====== DATA PROVIDED ======
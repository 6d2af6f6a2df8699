use std::net::SocketAddr;

use anyhow::Context;
use axum::{routing::get, Router};
use metrics_exporter_prometheus::{PrometheusBuilder, PrometheusHandle};
use once_cell::sync::OnceCell;

static PROM_HANDLE: OnceCell<PrometheusHandle> = OnceCell::new();

/// Install the Prometheus recorder and serve `/metrics` on `bind_addr`.
///
/// Must be called from within a tokio runtime, at most once per process.
pub fn init(bind_addr: &str) -> anyhow::Result<()> {
    let addr: SocketAddr = bind_addr
        .parse()
        .with_context(|| format!("invalid metrics bind address '{bind_addr}'"))?;

    let handle = PrometheusBuilder::new()
        .install_recorder()
        .context("failed to install Prometheus metrics recorder")?;
    if PROM_HANDLE.set(handle).is_err() {
        anyhow::bail!("metrics server already initialized");
    }

    tokio::spawn(async move {
        let app = Router::new().route("/metrics", get(metrics_handler));

        match tokio::net::TcpListener::bind(addr).await {
            Ok(listener) => {
                tracing::info!(%addr, "metrics endpoint listening");
                if let Err(e) = axum::serve(listener, app).await {
                    tracing::error!(error = %e, "metrics server error");
                }
            }
            Err(e) => {
                tracing::error!(error = %e, "failed to bind metrics listener");
            }
        }
    });

    Ok(())
}

async fn metrics_handler() -> String {
    PROM_HANDLE.get().map(PrometheusHandle::render).unwrap_or_default()
}
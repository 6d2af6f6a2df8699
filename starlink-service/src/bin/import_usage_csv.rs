use anyhow::{bail, Result};
use starlink_client::domain::UsageDraft;
use starlink_service::{
    config::AppConfig,
    observability,
    pipeline::{Pipeline, Transform},
    sinks::StoreBatchSink,
    sources::UsageCsvFileSource,
    store,
    transform,
};
use std::{env, sync::Arc, time::Duration};

#[tokio::main]
async fn main() -> Result<()> {
    observability::init_tracing();

    let args: Vec<String> = env::args().collect();
    if args.len() < 2 {
        bail!("usage: import_usage_csv <csv_file_path>");
    }
    let file_path = &args[1];

    let cfg = AppConfig::load()?;
    let store = store::open_store(&cfg).await?;

    let import_cfg = &cfg.import;
    let sink = StoreBatchSink::new(
        store,
        import_cfg.batch_size,
        import_cfg.max_retries,
        Duration::from_millis(import_cfg.retry_backoff_ms),
    );

    let validation: Arc<dyn Transform<UsageDraft, UsageDraft>> =
        Arc::new(transform::UsageDraftValidation);
    let pipeline: Pipeline<_, UsageDraft, _> = Pipeline {
        source: UsageCsvFileSource::new(file_path),
        transforms: vec![validation],
        sink,
    };

    let report = pipeline.run().await?;
    tracing::info!(
        file = %file_path,
        read = report.read,
        written = report.written,
        rejected = report.rejected,
        "usage import finished"
    );

    Ok(())
}
//! Randomness used while populating a grid.

use rand::Rng;
use reef_core::Cell;

/// Source of the random trials used by grid generation.
///
/// Implemented for every [`rand::Rng`], so a seeded `ChaCha8Rng` gives
/// reproducible worlds.
pub trait RandomSource {
    /// Returns true with probability `percent / 100`. Values above 100 always succeed.
    fn chance(&mut self, percent: u8) -> bool;

    /// Picks Fish or Shrimp with equal probability.
    fn species(&mut self) -> Cell;
}

impl<R: Rng> RandomSource for R {
    fn chance(&mut self, percent: u8) -> bool {
        self.gen_range(0..100u8) < percent
    }

    fn species(&mut self) -> Cell {
        if self.gen_bool(0.5) {
            Cell::Fish
        } else {
            Cell::Shrimp
        }
    }
}
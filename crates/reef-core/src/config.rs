//! Configuration types for the simulation.

use crate::{Error, Result};
use serde::{Deserialize, Serialize};
use std::path::Path;
use tracing::debug;

/// World configuration parameters
#[derive(Debug, Clone, PartialEq, Serialize, Deserialize)]
#[serde(default)]
pub struct WorldConfig {
    /// Width of the world grid
    pub width: i32,
    /// Height of the world grid
    pub height: i32,
    /// Chance for each cell to become rock (percent, 0 to 100)
    pub rock_chance: u8,
    /// Chance for each cell left empty after the rock pass to get a creature (percent, 0 to 100)
    pub creature_chance: u8,
}

impl Default for WorldConfig {
    fn default() -> Self {
        Self {
            width: 40,
            height: 20,
            rock_chance: 10,
            creature_chance: 40,
        }
    }
}

impl WorldConfig {
    pub fn validate(&self) -> Result<()> {
        if self.width <= 0 || self.height <= 0 {
            return Err(Error::InvalidDimensions {
                width: self.width,
                height: self.height,
            });
        }
        if self.rock_chance > 100 {
            return Err(Error::Validation(format!(
                "rock chance must be between 0 and 100, got {}",
                self.rock_chance
            )));
        }
        if self.creature_chance > 100 {
            return Err(Error::Validation(format!(
                "creature chance must be between 0 and 100, got {}",
                self.creature_chance
            )));
        }
        Ok(())
    }
}

/// How a pass observes the changes it makes
#[derive(Debug, Clone, Copy, Default, PartialEq, Eq, Serialize, Deserialize)]
#[serde(rename_all = "snake_case")]
pub enum UpdatePolicy {
    /// Every decision in a pass reads the grid as it was before the pass
    #[default]
    Snapshot,
    /// Cells are rewritten during the row-major scan, so later cells see
    /// earlier changes from the same pass
    InPlace,
}

/// Run loop configuration
#[derive(Debug, Clone, PartialEq, Serialize, Deserialize)]
#[serde(default)]
pub struct RunConfig {
    /// World configuration
    pub world: WorldConfig,
    /// Seconds between generations
    pub tick_interval_secs: f64,
    /// Random seed for reproducibility; drawn from entropy when absent
    pub seed: Option<u64>,
    /// Stop after this many generations; run until interrupted when absent
    pub max_ticks: Option<u64>,
    /// Pass evaluation policy
    pub update_policy: UpdatePolicy,
}

impl Default for RunConfig {
    fn default() -> Self {
        Self {
            world: WorldConfig::default(),
            tick_interval_secs: 0.5,
            seed: None,
            max_ticks: None,
            update_policy: UpdatePolicy::default(),
        }
    }
}

impl RunConfig {
    pub fn validate(&self) -> Result<()> {
        self.world.validate()?;
        if !self.tick_interval_secs.is_finite() || self.tick_interval_secs < 0.0 {
            return Err(Error::Validation(format!(
                "tick interval must be a non-negative number of seconds, got {}",
                self.tick_interval_secs
            )));
        }
        Ok(())
    }

    /// Load and validate a configuration from a JSON file
    pub fn from_json_file(path: impl AsRef<Path>) -> Result<Self> {
        let path = path.as_ref();
        debug!("Loading run configuration from {}", path.display());
        let contents = std::fs::read_to_string(path)?;
        let config: RunConfig = serde_json::from_str(&contents)?;
        config.validate()?;
        Ok(config)
    }
}
//! Logging setup for the reef binary.

use anyhow::Result;
use tracing::info;
use tracing_subscriber::{layer::SubscriberExt, util::SubscriberInitExt};

/// Install the global subscriber. Logs go to stderr so they stay out of the
/// frames drawn on stdout.
pub fn init_telemetry() -> Result<()> {
    tracing_subscriber::registry()
        .with(
            tracing_subscriber::EnvFilter::try_from_default_env()
                .unwrap_or_else(|_| "info,reef_cli=debug,reef_world=debug".into()),
        )
        .with(
            tracing_subscriber::fmt::layer()
                .with_target(true)
                .with_writer(std::io::stderr),
        )
        .try_init()?;

    info!("Telemetry initialized");
    Ok(())
}
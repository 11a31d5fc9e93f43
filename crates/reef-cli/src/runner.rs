//! Timer-gated loop that advances and draws the simulation.

use crate::clock::Clock;
use crate::render::Renderer;
use anyhow::{Context, Result};
use reef_core::RunConfig;
use reef_world::Simulation;
use std::time::Duration;
use tracing::{debug, info};

/// Draw the initial grid, then apply one generation each time the tick
/// interval has passed. Returns once `max_ticks` generations have run;
/// otherwise runs until the future is dropped.
pub async fn run_loop<R: Renderer>(
    simulation: &mut Simulation,
    renderer: &mut R,
    config: &RunConfig,
) -> Result<()> {
    let interval = Duration::try_from_secs_f64(config.tick_interval_secs)
        .context("tick interval does not fit in a duration")?;

    renderer
        .render(simulation.grid())
        .context("failed to draw the grid")?;
    let mut clock = Clock::start();

    loop {
        if let Some(max_ticks) = config.max_ticks {
            if simulation.tick() >= max_ticks {
                info!(ticks = simulation.tick(), "Reached the generation limit");
                return Ok(());
            }
        }

        let remaining = clock.remaining(interval);
        if !remaining.is_zero() {
            tokio::time::sleep(remaining).await;
            continue;
        }

        let report = simulation.step();
        renderer
            .render(simulation.grid())
            .context("failed to draw the grid")?;
        clock.restart();
        debug!(
            tick = simulation.tick(),
            deaths = report.deaths,
            births = report.births,
            "Rendered generation"
        );

        // Give the shutdown signal a chance to run between generations.
        tokio::task::yield_now().await;
    }
}

#[cfg(test)]
mod tests {
    use super::*;
    use crate::render::{frame, TerminalRenderer};
    use reef_core::WorldConfig;
    use reef_world::Grid;
    use std::io;

    /// Keeps every grid it was asked to draw
    #[derive(Default)]
    struct Recorder {
        frames: Vec<Grid>,
    }

    impl Renderer for Recorder {
        fn render(&mut self, grid: &Grid) -> io::Result<()> {
            self.frames.push(grid.clone());
            Ok(())
        }
    }

    fn config(max_ticks: u64) -> RunConfig {
        RunConfig {
            world: WorldConfig {
                width: 8,
                height: 6,
                rock_chance: 10,
                creature_chance: 50,
            },
            tick_interval_secs: 0.0,
            seed: Some(3),
            max_ticks: Some(max_ticks),
            ..Default::default()
        }
    }

    #[tokio::test]
    async fn test_runs_until_generation_limit() {
        let config = config(4);
        let mut simulation = Simulation::new(&config).unwrap();
        let mut recorder = Recorder::default();

        run_loop(&mut simulation, &mut recorder, &config).await.unwrap();

        assert_eq!(simulation.tick(), 4);
        assert_eq!(recorder.frames.len(), 5);
        assert_eq!(recorder.frames.last().unwrap(), simulation.grid());
    }

    #[tokio::test]
    async fn test_frames_follow_the_simulation() {
        let config = config(3);
        let mut simulation = Simulation::new(&config).unwrap();
        let mut expected = Simulation::new(&config).unwrap();
        let mut recorder = Recorder::default();

        run_loop(&mut simulation, &mut recorder, &config).await.unwrap();

        assert_eq!(&recorder.frames[0], expected.grid());
        for frame in &recorder.frames[1..] {
            expected.step();
            assert_eq!(frame, expected.grid());
        }
    }

    #[tokio::test]
    async fn test_zero_ticks_draws_initial_grid_only() {
        let config = config(0);
        let mut simulation = Simulation::new(&config).unwrap();
        let mut renderer = TerminalRenderer::without_clear(Vec::new());

        run_loop(&mut simulation, &mut renderer, &config).await.unwrap();

        let output = String::from_utf8(renderer.into_inner()).unwrap();
        assert_eq!(output, frame(simulation.grid()));
    }

    #[tokio::test]
    async fn test_interval_paces_generations() {
        let config = RunConfig {
            tick_interval_secs: 0.02,
            ..config(3)
        };
        let mut simulation = Simulation::new(&config).unwrap();
        let mut recorder = Recorder::default();

        let started = std::time::Instant::now();
        run_loop(&mut simulation, &mut recorder, &config).await.unwrap();

        assert!(started.elapsed() >= Duration::from_millis(60));
        assert_eq!(simulation.tick(), 3);
    }
}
======
● **ASSIGNMENT**:
Among the records above, find the lines where the word "validate" appears and copy them.

● **REPLY TO THE EXERCISE**:
    pub fn validate(&self) -> Result<()> {
    pub fn validate(&self) -> Result<()> {
        self.world.validate()?;
    /// Load and validate a configuration from a JSON file
        config.validate()?;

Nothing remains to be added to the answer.